Analysts said the product is expected to experience higher levels mainly due to tight supply, driven by demand from industries such as auto and healthcare.
“The increased demand for rubber gloves and packing bands during the pandemic has led to a tight supply of natural rubber … The global rubber supply is already short due to storage in China, while US automakers are rushing to secure shipments before the market is squeezed any further, ”said NS Ramaswamy, head of commodities at Ventura Securities.
India is the world’s second largest consumer of natural rubber, behind China, and the sixth largest producer.
Rubber prices have risen by around 10 percent so far this year and some see the potential for a further 9 percent rise in the future.
Is it time to take a stand?
Ajay Kedia, founder and director of Kedia Advisory, has a positive outlook on natural rubber with a price set to test levels of Rs 17,050 to 17,300 over the next month.
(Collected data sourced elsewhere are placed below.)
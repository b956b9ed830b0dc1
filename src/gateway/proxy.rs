use axum::{
    Json,
    body::{Body, to_bytes},
    extract::{OriginalUri, Request, State},
    http::{HeaderMap, HeaderName, StatusCode, header},
    response::{IntoResponse, Response},
};
use serde::Serialize;
use std::time::Duration;

use crate::gateway::{GatewayState, error::Proxied};
use crate::logging::warn_throttled;

/// Connection-scoped headers (RFC 9110 §7.6.1) that must not be forwarded.
const HOP_BY_HOP: &[&str] = &[
    "connection",
    "keep-alive",
    "proxy-authenticate",
    "proxy-authorization",
    "proxy-connection",
    "te",
    "trailer",
    "transfer-encoding",
    "upgrade",
];

fn is_hop_by_hop(name: &HeaderName, connection_listed: &[String]) -> bool {
    HOP_BY_HOP.contains(&name.as_str()) || connection_listed.iter().any(|c| c == name.as_str())
}

/// Copies end-to-end headers. Also drops anything named in the `Connection` header.
pub(crate) fn filter_headers(src: &HeaderMap, drop_host: bool) -> HeaderMap {
    let connection_listed: Vec<String> = src
        .get_all(header::CONNECTION)
        .iter()
        .filter_map(|v| v.to_str().ok())
        .flat_map(|v| v.split(','))
        .map(|s| s.trim().to_ascii_lowercase())
        .filter(|s| !s.is_empty())
        .collect();
    let mut out = HeaderMap::with_capacity(src.len());
    for (name, value) in src {
        if is_hop_by_hop(name, &connection_listed) {
            continue;
        }
        if drop_host && (name == header::HOST || name == header::CONTENT_LENGTH) {
            continue;
        }
        out.append(name.clone(), value.clone());
    }
    out
}

#[derive(Debug, Serialize)]
struct BadGatewayBody {
    error: &'static str,
    message: String,
    hint: String,
}

fn bad_gateway(primary: &str, message: String) -> Response {
    let mut resp = (
        StatusCode::BAD_GATEWAY,
        Json(BadGatewayBody {
            error: "Bad gateway",
            message,
            hint: format!("primary application server at {primary} is unreachable or not ready"),
        }),
    )
        .into_response();
    resp.extensions_mut().insert(Proxied);
    resp
}

/// Fallback for every request no control-plane route claims, including a known path hit
/// with a method it does not serve. Nested routers see a prefix-stripped URI, so the
/// target is built from the original one.
pub(crate) async fn proxy(
    State(state): State<GatewayState>,
    OriginalUri(original): OriginalUri,
    req: Request,
) -> Response {
    let primary = state.config.gateway.primary_url.trim_end_matches('/');
    let path_and_query = original
        .path_and_query()
        .map(|pq| pq.as_str())
        .unwrap_or("/");
    let target = format!("{primary}{path_and_query}");

    let (parts, body) = req.into_parts();
    let body = match to_bytes(body, state.config.gateway.max_proxy_body_bytes).await {
        Ok(bytes) => bytes,
        Err(err) => {
            tracing::debug!(error = %err, "rejecting proxied request body");
            let mut resp = StatusCode::PAYLOAD_TOO_LARGE.into_response();
            resp.extensions_mut().insert(Proxied);
            return resp;
        }
    };

    let upstream = state
        .proxy_http
        .request(parts.method.clone(), &target)
        .headers(filter_headers(&parts.headers, true))
        .body(body)
        .send()
        .await;

    let upstream = match upstream {
        Ok(resp) => resp,
        Err(err) => {
            if warn_throttled("gateway_proxy_upstream_failed", Duration::from_secs(10)) {
                tracing::warn!(
                    method = %parts.method,
                    target = %target,
                    error = %err,
                    "proxy request to primary server failed"
                );
            }
            return bad_gateway(primary, err.to_string());
        }
    };

    let status = upstream.status();
    let headers = filter_headers(upstream.headers(), false);
    let mut resp = Response::new(Body::from_stream(upstream.bytes_stream()));
    *resp.status_mut() = status;
    *resp.headers_mut() = headers;
    resp.extensions_mut().insert(Proxied);
    resp
}
use serde::{Deserialize, Serialize};
use std::path::{Path, PathBuf};
use std::time::Duration;

use crate::docker::{error::DockerError, logs::demux_log_frames};
use crate::net::{HttpResponse, http_request};

pub type Result<T> = std::result::Result<T, DockerError>;

/// Seconds the daemon waits for a graceful stop before killing during restart.
pub const RESTART_GRACE_SECS: u32 = 10;

#[derive(Debug, Clone)]
pub struct DockerClient {
    socket_path: PathBuf,
    io_timeout: Duration,
}

#[derive(Debug, Clone, PartialEq, Eq, Serialize)]
#[serde(rename_all = "camelCase")]
pub struct ContainerState {
    pub name: String,
    pub status: String,
    pub running: bool,
    pub restarting: bool,
    pub health: Option<ContainerHealth>,
    pub started_at: Option<String>,
    pub restart_count: u64,
}

#[derive(Debug, Clone, PartialEq, Eq, Serialize)]
#[serde(rename_all = "camelCase")]
pub struct ContainerHealth {
    pub status: String,
    pub failing_streak: u64,
}

#[derive(Debug, Deserialize)]
#[serde(rename_all = "PascalCase")]
struct InspectJson {
    #[serde(default)]
    name: String,
    state: InspectState,
    #[serde(default)]
    restart_count: u64,
}

#[derive(Debug, Deserialize)]
#[serde(rename_all = "PascalCase")]
struct InspectState {
    #[serde(default)]
    status: String,
    #[serde(default)]
    running: bool,
    #[serde(default)]
    restarting: bool,
    #[serde(default)]
    started_at: Option<String>,
    #[serde(default)]
    health: Option<InspectHealth>,
}

#[derive(Debug, Deserialize)]
#[serde(rename_all = "PascalCase")]
struct InspectHealth {
    #[serde(default)]
    status: String,
    #[serde(default)]
    failing_streak: u64,
}

/// Container names as accepted by the daemon: `[a-zA-Z0-9][a-zA-Z0-9_.-]*`.
pub fn is_valid_container_name(name: &str) -> bool {
    let mut chars = name.chars();
    match chars.next() {
        Some(c) if c.is_ascii_alphanumeric() => {}
        _ => return false,
    }
    chars.all(|c| c.is_ascii_alphanumeric() || matches!(c, '_' | '.' | '-'))
}

pub(crate) fn parse_inspect(container: &str, body: &[u8]) -> Result<ContainerState> {
    let raw: InspectJson = serde_json::from_slice(body).map_err(|source| DockerError::Decode {
        what: "container inspect",
        source,
    })?;
    let name = raw.name.trim_start_matches('/').to_string();
    Ok(ContainerState {
        name: if name.is_empty() {
            container.to_string()
        } else {
            name
        },
        status: raw.state.status,
        running: raw.state.running,
        restarting: raw.state.restarting,
        health: raw.state.health.map(|h| ContainerHealth {
            status: h.status,
            failing_streak: h.failing_streak,
        }),
        started_at: raw.state.started_at,
        restart_count: raw.restart_count,
    })
}

impl DockerClient {
    pub fn new(socket_path: impl AsRef<Path>, io_timeout: Duration) -> Self {
        Self {
            socket_path: socket_path.as_ref().to_path_buf(),
            io_timeout,
        }
    }

    pub fn socket_path(&self) -> &Path {
        &self.socket_path
    }

    pub async fn inspect(&self, container: &str) -> Result<ContainerState> {
        let resp = self
            .call("GET", &format!("/containers/{container}/json"), container)
            .await?;
        parse_inspect(container, &resp.body)
    }

    pub async fn restart(&self, container: &str, grace_secs: u32) -> Result<()> {
        tracing::info!(container, grace_secs, "restarting container");
        self.call(
            "POST",
            &format!("/containers/{container}/restart?t={grace_secs}"),
            container,
        )
        .await?;
        Ok(())
    }

    pub async fn stop(&self, container: &str) -> Result<()> {
        tracing::info!(container, "stopping container");
        match self
            .call("POST", &format!("/containers/{container}/stop"), container)
            .await
        {
            Ok(_) => Ok(()),
            // 304: already stopped.
            Err(DockerError::Api { status: 304, .. }) => Ok(()),
            Err(err) => Err(err),
        }
    }

    pub async fn logs(&self, container: &str, tail: usize) -> Result<Vec<String>> {
        let resp = self
            .call(
                "GET",
                &format!("/containers/{container}/logs?stdout=1&stderr=1&tail={tail}&timestamps=1"),
                container,
            )
            .await?;
        Ok(demux_log_frames(&resp.body))
    }

    async fn call(&self, method: &str, path: &str, container: &str) -> Result<HttpResponse> {
        if !is_valid_container_name(container) {
            return Err(DockerError::InvalidName(container.to_string()));
        }
        let stream = self.connect().await?;
        let resp = http_request(stream, method, "docker", path, None, self.io_timeout).await?;
        if !resp.is_success() {
            return Err(DockerError::Api {
                status: resp.status,
                container: container.to_string(),
                body: resp.body_text(),
            });
        }
        Ok(resp)
    }

    #[cfg(unix)]
    async fn connect(&self) -> Result<tokio::net::UnixStream> {
        let connect = tokio::net::UnixStream::connect(&self.socket_path);
        match tokio::time::timeout(self.io_timeout, connect).await {
            Ok(Ok(stream)) => Ok(stream),
            Ok(Err(source)) => Err(DockerError::Connect {
                socket: self.socket_path.display().to_string(),
                source,
            }),
            Err(_) => Err(DockerError::Connect {
                socket: self.socket_path.display().to_string(),
                source: std::io::Error::new(
                    std::io::ErrorKind::TimedOut,
                    format!("connect timed out after {:?}", self.io_timeout),
                ),
            }),
        }
    }

    #[cfg(not(unix))]
    async fn connect(&self) -> Result<tokio::io::DuplexStream> {
        Err(DockerError::Connect {
            socket: self.socket_path.display().to_string(),
            source: std::io::Error::new(
                std::io::ErrorKind::Unsupported,
                "docker unix socket is not available on this platform",
            ),
        })
    }
}
use std::{
    collections::HashMap,
    sync::{Mutex, OnceLock},
    time::{Duration, Instant},
};

#[derive(Debug, Clone, Copy)]
struct WarnThrottleState {
    last: Instant,
    suppressed: u64,
}

fn shorten(value: &str, head: usize, tail: usize) -> String {
    let chars: Vec<char> = value.chars().collect();
    if chars.len() <= head + tail {
        return value.to_string();
    }
    let head: String = chars[..head].iter().collect();
    let tail: String = chars[chars.len() - tail..].iter().collect();
    format!("{head}..{tail}")
}

/// Drops the query string and shortens long URLs so video links don't flood log lines.
pub fn redact_url(url: &str) -> String {
    let base = url.split(['?', '#']).next().unwrap_or(url);
    shorten(base, 40, 12)
}

/// Keeps the last `max` characters of tool output for error messages.
pub fn tail_chars(value: &str, max: usize) -> String {
    let trimmed = value.trim();
    let count = trimmed.chars().count();
    if count <= max {
        return trimmed.to_string();
    }
    trimmed.chars().skip(count - max).collect()
}

pub fn warn_throttled(key: &str, interval: Duration) -> bool {
    let Some(suppressed) = warn_throttled_with_count(key, interval) else {
        return false;
    };
    if suppressed > 0 {
        tracing::warn!(
            event = "throttled_warning_summary",
            key,
            suppressed,
            "throttled warnings were suppressed"
        );
    }
    true
}

/// Returns `Some(suppressed_since_last)` when the caller may log, `None` while throttled.
pub fn warn_throttled_with_count(key: &str, interval: Duration) -> Option<u64> {
    static LAST_WARN: OnceLock<Mutex<HashMap<String, WarnThrottleState>>> = OnceLock::new();
    let map = LAST_WARN.get_or_init(|| Mutex::new(HashMap::new()));
    let mut guard = match map.lock() {
        Ok(g) => g,
        Err(poisoned) => {
            tracing::warn!("warn throttle lock poisoned; continuing with recovered state");
            poisoned.into_inner()
        }
    };
    let now = Instant::now();
    if let Some(state) = guard.get_mut(key) {
        if now.saturating_duration_since(state.last) < interval {
            state.suppressed = state.suppressed.saturating_add(1);
            return None;
        }
        let suppressed = state.suppressed;
        state.last = now;
        state.suppressed = 0;
        return Some(suppressed);
    }
    guard.insert(
        key.to_string(),
        WarnThrottleState {
            last: now,
            suppressed: 0,
        },
    );
    Some(0)
}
Ramaswamy recommends buying the contract close to the month above Rs 17,350 for a target of Rs 18,500 with a stop loss at Rs 16,500. “Technically, we expect MCX rubber to trade sideways over the course of the month. the next few weeks (Rs 17,350-Rs 15,500) with a possible break on each side, “he said.
The way to go
Natural rubber is expected to trade firmly in the coming week, but disruptions due to issues related to the pandemic will be closely monitored for clues, an analyst said.
“Consecutive vacancies in major international natural rubber markets and major economic data from the United States and China will weigh on prices,” said Anu V Pai, research analyst at
Market players will also closely follow updates on manufacturing activity for clues on rubber prices. Analysts say any negative news from the industry can affect demand for the product.
“A correction in crude oil rates would lower rubber prices,” said Ramaswamy of Ventura.
Meanwhile, Brent futures traded more than 1% stronger at $ 68 a barrel in the last update. The benchmark oil index has appreciated 32% so far this year.